Tutorial: How to Retrieve Document Information with GroupDocs.Viewer Cloud API

Learning Objectives

In this tutorial, you’ll learn how to:

  • Retrieve basic information about documents using GroupDocs.Viewer Cloud API
  • Extract document properties like format, page count, and page dimensions
  • Get text coordinates for implementing text search and selection
  • Access attachment information for documents with embedded files
  • Utilize document information in your applications

Prerequisites

Before starting this tutorial, you should have:

  • A GroupDocs.Viewer Cloud account (get your free trial here)
  • Your Client ID and Client Secret
  • Basic understanding of REST APIs
  • Familiarity with your programming language of choice (C#, Java, Python, PHP, Ruby, Node.js, or Go)
  • A document for testing (we’ll use a sample DOCX in this tutorial)

Why Document Information Matters

Retrieving document information is often a crucial first step in document processing workflows. Having accurate metadata allows you to:

  • Plan rendering operations: Knowing page count and dimensions helps properly configure viewing options
  • Implement pagination: Page information enables efficient navigation in multi-page documents
  • Enable text search: Text coordinates make text selection and search possible
  • Handle attachments: Awareness of embedded files allows for complete document processing
  • Validate compatibility: File format detection ensures the document can be properly processed

GroupDocs.Viewer Cloud API provides a simple and efficient way to extract this valuable information before you begin the rendering process.

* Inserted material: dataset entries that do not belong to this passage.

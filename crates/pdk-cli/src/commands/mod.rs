//! Command implementations.

pub mod artifacts;
pub mod run;
pub mod secrets;

/// Process exit codes: success, failure, interrupted.
pub const EXIT_OK: i32 = 0;
pub const EXIT_FAILURE: i32 = 1;
pub const EXIT_INTERRUPTED: i32 = 130;
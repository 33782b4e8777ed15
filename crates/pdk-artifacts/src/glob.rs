//! Glob selection over a directory tree.
//!
//! Supports `**` (any depth), `*` (one path segment), `?`, `[...]`
//! classes, and `{a,b}` alternatives. An include pattern starting with
//! `!` is treated as an additional exclude. Matched paths are returned
//! relative to the resolution root so the store can preserve structure.

use globset::{GlobBuilder, GlobSet, GlobSetBuilder};
use std::path::{Path, PathBuf};

use pdk_core::error::{Error, Result};

pub struct Matcher {
    include: GlobSet,
    exclude: GlobSet,
}

impl Matcher {
    pub fn new(include: &[String], exclude: &[String]) -> Result<Self> {
        let mut include_builder = GlobSetBuilder::new();
        let mut exclude_builder = GlobSetBuilder::new();

        for pattern in include {
            match pattern.strip_prefix('!') {
                Some(negated) => add(&mut exclude_builder, negated)?,
                None => add(&mut include_builder, pattern)?,
            }
        }
        for pattern in exclude {
            add(&mut exclude_builder, pattern.strip_prefix('!').unwrap_or(pattern))?;
        }

        Ok(Self {
            include: include_builder
                .build()
                .map_err(|e| Error::InvalidInput(format!("bad include set: {e}")))?,
            exclude: exclude_builder
                .build()
                .map_err(|e| Error::InvalidInput(format!("bad exclude set: {e}")))?,
        })
    }

    pub fn matches(&self, relative: &Path) -> bool {
        self.include.is_match(relative) && !self.exclude.is_match(relative)
    }
}

fn add(builder: &mut GlobSetBuilder, pattern: &str) -> Result<()> {
    let glob = GlobBuilder::new(pattern)
        .literal_separator(true)
        .build()
        .map_err(|e| Error::InvalidInput(format!("invalid glob '{pattern}': {e}")))?;
    builder.add(glob);
    Ok(())
}

/// Walk `root` and return every matching file path, relative to `root`,
/// sorted for determinism. An unreadable subdirectory is skipped, not
/// fatal, matching the glob contract of empty-on-failure.
pub fn select_files(root: &Path, include: &[String], exclude: &[String]) -> Result<Vec<PathBuf>> {
    let matcher = Matcher::new(include, exclude)?;
    let mut matched = Vec::new();
    walk(root, root, &matcher, &mut matched);
    matched.sort();
    Ok(matched)
}

fn walk(root: &Path, dir: &Path, matcher: &Matcher, out: &mut Vec<PathBuf>) {
    let Ok(entries) = std::fs::read_dir(dir) else {
        return;
    };
    for entry in entries.flatten() {
        let path = entry.path();
        let Ok(file_type) = entry.file_type() else {
            continue;
        };
        if file_type.is_dir() {
            walk(root, &path, matcher, out);
        } else if file_type.is_file() {
            if let Ok(relative) = path.strip_prefix(root) {
                if matcher.matches(relative) {
                    out.push(relative.to_path_buf());
                }
            }
        }
    }
}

Step 1: Upload Your Document to Cloud Storage

Before retrieving document information, you need to upload a document to GroupDocs.Viewer Cloud storage.

# First get JSON Web Token
curl -v "https://api.groupdocs.cloud/connect/token" \
-X POST \
-d "grant_type=client_credentials&client_id=YOUR_CLIENT_ID&client_secret=YOUR_CLIENT_SECRET" \
-H "Content-Type: application/x-www-form-urlencoded" \
-H "Accept: application/json"

# Store JWT in a variable for reuse
JWT="YOUR_JWT_TOKEN"

# Upload file to storage
curl -v "https://api.groupdocs.cloud/v2.0/viewer/storage/file/SampleFiles/sample.docx" \
-X PUT \
-H "Content-Type: multipart/form-data" \
-H "Accept: application/json" \
-H "Authorization: Bearer $JWT" \
--data-binary "@/path/to/your/sample.docx"

Step 2: Retrieve Document Information

Now, let’s use the API to retrieve comprehensive information about the document:

curl -v "https://api.groupdocs.cloud/v2.0/viewer/info" \
-X POST \
-H "Content-Type: application/json" \
-H "Accept: application/json" \
-H "Authorization: Bearer $JWT" \
-d "{
      'FileInfo': {
         'FilePath': 'SampleFiles/sample.docx'
      },
      'ViewFormat': 'HTML'
}"

Understanding the Response

The API returns detailed information about the document:

{
  "formatExtension": ".docx",
  "format": "Microsoft Word Open XML Document",
  "pages": [
    {
      "number": 1,
      "width": 595,
      "height": 841,
      "visible": true,
      "lines": []
    },
    {
      "number": 2,
      "width": 595,
      "height": 841,
      "visible": true,
      "lines": []
    },
    {
      "number": 3,
      "width": 595,
      "height": 841,
      "visible": true,
      "lines": []
    }
  ],
  "attachments": [],
  "archiveViewInfo": null,
  "cadViewInfo": null,
  "projectManagementViewInfo": null,
  "outlookViewInfo": null,
  "pdfViewInfo": null
}

Key information included in the response:

  • Format: The document’s format name and extension
  • Pages: Details about each page, including number, dimensions, and visibility
  • Attachments: List of any embedded files (empty for our example document)
  • Specialized Info: Additional format-specific information for special formats (null for our example)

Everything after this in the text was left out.